Un film dispersé qui reste en surface
Hélas, l’œuvre est trouée de partout, comme un casier à poissons défectueux, elle lance des pistes dans plusieurs directions sans les approfondir : le départ inaugural du Calypso, l’entrée en scène du fils des Cousteau devenu adulte, Philippe, apprenti cinéaste (quelques brèves séquences rapidement passées à la trappe du film Le Monde du silence – 1956 – de son père et Louis Malle), le développement des créations documentaires de l’explorateur comme moyen de faire connaître ses projets (son voyage à New York), sa renommée ; jusqu’au message écolo final du cinéaste lui-même venant clore L’Odyssée alors que sa mise en scène a plutôt éludé tout du long la question environnementale, pourtant légitime vis-à-vis du sujet que le film aborde.

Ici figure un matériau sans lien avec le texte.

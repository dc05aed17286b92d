// SPDX-License-Identifier: MIT OR Apache-2.0
//! Builder settings stored as RON.

use serde::{Deserialize, Serialize};
use std::path::Path;
use thiserror::Error;

/// Current settings format version
pub const SETTINGS_FORMAT_VERSION: u32 = 1;

/// Error loading or saving settings and catalogs
#[derive(Debug, Error)]
pub enum ConfigError {
    /// File could not be read or written
    #[error("I/O error: {0}")]
    Io(#[from] std::io::Error),
    /// RON text could not be parsed
    #[error("Parse error: {0}")]
    Parse(#[from] ron::error::SpannedError),
    /// Value could not be serialized
    #[error("Serialization error: {0}")]
    Serialize(#[from] ron::Error),
    /// File was written by a newer version
    #[error("Settings version {found} is newer than supported version {supported}")]
    UnsupportedVersion {
        /// Version in the file
        found: u32,
        /// Newest version understood
        supported: u32,
    },
}

/// Pretty-printer configuration shared by settings and catalog files
pub(crate) fn pretty_config() -> ron::ser::PrettyConfig {
    ron::ser::PrettyConfig::default()
        .struct_names(true)
        .enumerate_arrays(false)
}

/// Arrangement options
#[derive(Debug, Clone, PartialEq, Serialize, Deserialize)]
pub struct ArrangeSettings {
    /// Lay out the outermost graph when its scope exits
    #[serde(default = "default_true")]
    pub enabled: bool,
    /// Distance between columns
    #[serde(default = "default_spacing")]
    pub horizontal_spacing: f32,
    /// Distance between nodes in a column
    #[serde(default = "default_spacing")]
    pub vertical_spacing: f32,
}

fn default_true() -> bool {
    true
}

fn default_spacing() -> f32 {
    200.0
}

impl Default for ArrangeSettings {
    fn default() -> Self {
        Self {
            enabled: true,
            horizontal_spacing: default_spacing(),
            vertical_spacing: default_spacing(),
        }
    }
}

/// Settings for a [`crate::TreeBuilder`]
#[derive(Debug, Clone, PartialEq, Serialize, Deserialize)]
pub struct BuilderSettings {
    /// Format version
    #[serde(default = "default_version")]
    pub version: u32,
    /// Arrangement options
    #[serde(default)]
    pub arrange: ArrangeSettings,
    /// Name used by [`crate::TreeBuilder::enter_default`]
    #[serde(default = "default_tree_name")]
    pub default_tree_name: String,
}

fn default_version() -> u32 {
    SETTINGS_FORMAT_VERSION
}

fn default_tree_name() -> String {
    "Geometry Nodes".to_string()
}

impl Default for BuilderSettings {
    fn default() -> Self {
        Self {
            version: SETTINGS_FORMAT_VERSION,
            arrange: ArrangeSettings::default(),
            default_tree_name: default_tree_name(),
        }
    }
}

impl BuilderSettings {
    /// Parse settings from RON text
    pub fn from_ron(text: &str) -> Result<Self, ConfigError> {
        let settings: BuilderSettings = ron::from_str(text)?;

        // Version check
        if settings.version > SETTINGS_FORMAT_VERSION {
            return Err(ConfigError::UnsupportedVersion {
                found: settings.version,
                supported: SETTINGS_FORMAT_VERSION,
            });
        }

        Ok(settings)
    }

    /// Serialize settings to RON text
    pub fn to_ron(&self) -> Result<String, ConfigError> {
        Ok(ron::ser::to_string_pretty(self, pretty_config())?)
    }

    /// Load settings from a file
    pub fn load(path: &Path) -> Result<Self, ConfigError> {
        let content = std::fs::read_to_string(path)?;
        Self::from_ron(&content)
    }

    /// Save settings to a file
    pub fn save(&self, path: &Path) -> Result<(), ConfigError> {
        std::fs::write(path, self.to_ron()?)?;
        Ok(())
    }
}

Autant d’éléments disparates sollicités de manière superficielle, le souci d’ampleur de Jérôme Salle échouant face à une succession de scènes à l’échelle d’une vie aussitôt balayées par les suivantes. À l’instar de la musique, pourtant assez professionnelle, d’Alexandre Desplat, qui se fait entendre de manière très surlignée à chaque plan d’animal marin, le sens potentiellement produit par l’image se trouve désamorçé par un manque de vision, d’exigences scénaristiques et esthétiques. De cette entreprise aux oripeaux de film publicitaire ne subsiste que la performance de Lambert Wilson, décalquant progressivement un Jacques-Yves Cousteau égocentrique et antipathique.

Le personnage dissonant de Jacques-Yves Cousteau
Entremêlée à une inflexibilité et une persistance communicative, la séduction du personnage de l’explorateur s’engouffre au fur et à mesure dans une ambivalence plus troublante, dépeignant par petites touches – là encore plus ou moins approfondies par le cinéaste –, subtilement rendues par Lambert Wilson, la personnalité autocentrée, et parfois aussi sèche que ses traits taillés à la serpe, de cet être malin. Antipathie mise au jour de façon presque antithétique face à l’artificialité de la mise en scène et révélée encore davantage à travers le fils de Jacques-Yves Cousteau, Philippe, sorte de double refoulé du père (qui focalisera sur l’aviation, domaine dans lequel son patriarche avait échoué plus jeune), aussi brillant et un tantinet impudent que celui-ci. C’est peut-être d’ailleurs du fait de cet écho, rappel de la personnalité du père par le fils, qu’une place particulière est accordée à Philippe, au point de débuter le film sur lui. De cette bascule, véritable cœur du long métrage, amorcée sur l’identité relationnelle de l’explorateur, abîmant sans vergogne toute sa famille sur son passage, restent quelques saillies insidieuses qui viennent contrarier l’aspect lisse de l’œuvre ; cette désobligeance et cet écrasement humains qui sont parfois une caractéristique de tels êtres aventureux et visionnaires ogresques.